According to page 7 of the May 2006 newsletter, there are thousands of historic photographic glass slides dating back to the 1920s peacefully rotting away waiting for some grant giving body to give something so that no one need dip into the 20 useless grand in the bank. Like hell, anyone would. The point about giving a money to an organization is that it’s supposed to be spent, or have plans to be spent. If it’s still sitting in the bank 30 years later, then there’s been a misunderstanding. That’s not what I’d give money for. And I don’t think anyone else would either.
So far, none of these lovely glass slides have been scanned or uploaded onto, say, Wikimedia Commons. What are they waiting for? Is it that the entire set has to be perfectly scanned to a million pixels per inch before the first image is available? Maybe we ought to watch the library to catch fire one day so we can see the librarian running out empty-handed, claiming that he he couldn’t save the entire collection intact, he chose not to bring out one book.
To be fair, the UBSS has put up on the web scans of some very old logbooks, which is pretty cool. See page 27 of that 1946-1947:
Note: When Hon. Sec. arrived Hut in Revolting Mess - Everything Lying Around - VERY BAD Not good enough!
More like that please. Ranting! Less boring f*** money, Commercial Confidentialities, Intellectual Property hang-ups, Rights, Wrongs, Respect. It’s a caving club. Not a Mickey Mouse Club. How do you think we took on the Government? By asking for permission?

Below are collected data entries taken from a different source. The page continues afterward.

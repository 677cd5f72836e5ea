use super::domain::HouseholdIncome;
use super::income::{estimate_annual_income, IncomeError};

/// Share of annual household income spent on housing and transport, rounded to
/// a whole percent.
pub fn income_share_percentage(
    housing_monthly: f64,
    transport_monthly: f64,
    income: Option<&HouseholdIncome>,
) -> Option<i64> {
    let income = income?;
    let annual_income = match estimate_annual_income(income) {
        Ok(annual_income) => annual_income,
        Err(IncomeError::Unknown | IncomeError::Declined) => return None,
        Err(error) => {
            tracing::error!(%error, "cannot use household income for cost percentage");
            return None;
        }
    };

    let annual_cost = housing_monthly * 12.0 + transport_monthly * 12.0;
    Some((annual_cost / annual_income * 100.0).round() as i64)
}
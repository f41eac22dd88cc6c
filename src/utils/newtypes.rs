use serde::Serialize;
use std::fmt::{self, Display, Formatter};
use std::ops::{Add, Sub};

/// Stable identity of a descriptor slot inside a
/// [`DynamicMethodTable`](crate::table::DynamicMethodTable).
#[derive(Copy, Clone, Debug, PartialEq, Eq, Hash, PartialOrd, Ord, Serialize)]
pub struct MethodSlot(pub usize);

impl Display for MethodSlot {
    fn fmt(&self, f: &mut Formatter<'_>) -> fmt::Result {
        write!(f, "#{}", self.0)
    }
}

impl From<usize> for MethodSlot {
    fn from(index: usize) -> Self {
        MethodSlot(index)
    }
}

impl MethodSlot {
    pub fn index(self) -> usize {
        self.0
    }
}

/// Identity of a code heap region. Ids are never reused once a region is destroyed.
#[derive(Copy, Clone, Debug, PartialEq, Eq, Hash, PartialOrd, Ord, Serialize)]
pub struct RegionId(pub usize);

impl Display for RegionId {
    fn fmt(&self, f: &mut Formatter<'_>) -> fmt::Result {
        write!(f, "region {}", self.0)
    }
}

#[derive(Copy, Clone, Debug, PartialEq, Eq, Hash, PartialOrd, Ord, Serialize)]
pub struct TableId(pub u64);

impl Display for TableId {
    fn fmt(&self, f: &mut Formatter<'_>) -> fmt::Result {
        write!(f, "table {}", self.0)
    }
}

/// Identity of an ordinarily loaded module hosting dynamic methods.
#[derive(Copy, Clone, Debug, PartialEq, Eq, Hash, PartialOrd, Ord, Serialize)]
pub struct ModuleId(pub u32);

impl Display for ModuleId {
    fn fmt(&self, f: &mut Formatter<'_>) -> fmt::Result {
        write!(f, "module {}", self.0)
    }
}

/// An address inside committed code heap memory.
#[derive(Copy, Clone, Debug, PartialEq, Eq, Hash, PartialOrd, Ord, Serialize)]
pub struct CodeAddr(pub usize);

impl Display for CodeAddr {
    fn fmt(&self, f: &mut Formatter<'_>) -> fmt::Result {
        write!(f, "{:#x}", self.0)
    }
}

impl From<usize> for CodeAddr {
    fn from(addr: usize) -> Self {
        CodeAddr(addr)
    }
}

impl From<CodeAddr> for usize {
    fn from(addr: CodeAddr) -> Self {
        addr.0
    }
}

impl CodeAddr {
    pub const NULL: Self = CodeAddr(0);

    pub fn new(addr: usize) -> Self {
        CodeAddr(addr)
    }

    pub fn as_usize(self) -> usize {
        self.0
    }

    pub fn is_null(self) -> bool {
        self.0 == 0
    }

    pub fn checked_add(self, bytes: usize) -> Option<Self> {
        self.0.checked_add(bytes).map(CodeAddr)
    }

    /// Byte distance from `origin` up to `self`.
    pub fn offset_from(self, origin: CodeAddr) -> usize {
        debug_assert!(self >= origin);
        self.0 - origin.0
    }
}

impl Add<usize> for CodeAddr {
    type Output = Self;
    fn add(self, rhs: usize) -> Self {
        CodeAddr(self.0 + rhs)
    }
}

impl Sub<usize> for CodeAddr {
    type Output = Self;
    fn sub(self, rhs: usize) -> Self {
        CodeAddr(self.0 - rhs)
    }
}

Lots of Germans came to stay in Liverpool. Not much work or blogging occurred.

No one to see in Edinburgh. But I did discover this fine pub called The Auld Hoose across the road with free WiFi, good beer and good food, and spent plenty of time there. I didn’t wake up in time to photograph Becka huddling across the road from it at 8am in the morning in the drizzle downloading her email from their router which was obviously left on.

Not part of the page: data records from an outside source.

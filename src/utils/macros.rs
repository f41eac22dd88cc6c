/// Declares a transparent bit-set newtype with named constants.
macro_rules! flag_set {
    (
        $(#[$meta:meta])*
        pub struct $name:ident($repr:ty) {
            $( $(#[$fmeta:meta])* const $flag:ident = $value:expr; )*
        }
    ) => {
        $(#[$meta])*
        #[derive(Copy, Clone, Default, PartialEq, Eq, Hash, serde::Serialize)]
        pub struct $name(pub $repr);

        impl $name {
            $( $(#[$fmeta])* pub const $flag: Self = Self($value); )*

            pub const fn bits(self) -> $repr {
                self.0
            }

            pub const fn is_empty(self) -> bool {
                self.0 == 0
            }

            pub const fn contains(self, other: Self) -> bool {
                self.0 & other.0 == other.0
            }

            pub fn insert(&mut self, other: Self) {
                self.0 |= other.0;
            }

            pub fn remove(&mut self, other: Self) {
                self.0 &= !other.0;
            }
        }

        impl std::ops::BitOr for $name {
            type Output = Self;
            fn bitor(self, rhs: Self) -> Self {
                Self(self.0 | rhs.0)
            }
        }

        impl std::ops::BitOrAssign for $name {
            fn bitor_assign(&mut self, rhs: Self) {
                self.0 |= rhs.0;
            }
        }

        impl std::ops::BitAnd for $name {
            type Output = Self;
            fn bitand(self, rhs: Self) -> Self {
                Self(self.0 & rhs.0)
            }
        }

        impl std::fmt::Debug for $name {
            fn fmt(&self, f: &mut std::fmt::Formatter<'_>) -> std::fmt::Result {
                let mut first = true;
                write!(f, "{}(", stringify!($name))?;
                $(
                    if $value != 0 && self.contains(Self::$flag) {
                        if !first {
                            write!(f, " | ")?;
                        }
                        write!(f, "{}", stringify!($flag))?;
                        first = false;
                    }
                )*
                if first {
                    write!(f, "{:#x}", self.0)?;
                }
                write!(f, ")")
            }
        }
    };
}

Then after the conference we went to St Abbs with our kayaks and managed to do six dives in 24 hours, as well as stumbling across a famous caver while out on the sea. He had recently moved to Eyemouth and had found his kayaks in a dumpster, and had in fact tried our kayak-diving off an inflatable.
I have just wasted my time writing two new wikipedia articles: HMS Port Napier and Flame shell.


Quick stop-off in an internet cafe in Edinburgh before the batteries run out. It’s been quite a week. At last I’ve seen a flame shell. But then after a week of too much kayaking to dive sites I fell asleep in the rain on the park bench while Becka cycled off to fetch the car, come back, park it, and take the camera off my lap and photograph me. More write-ups to follow.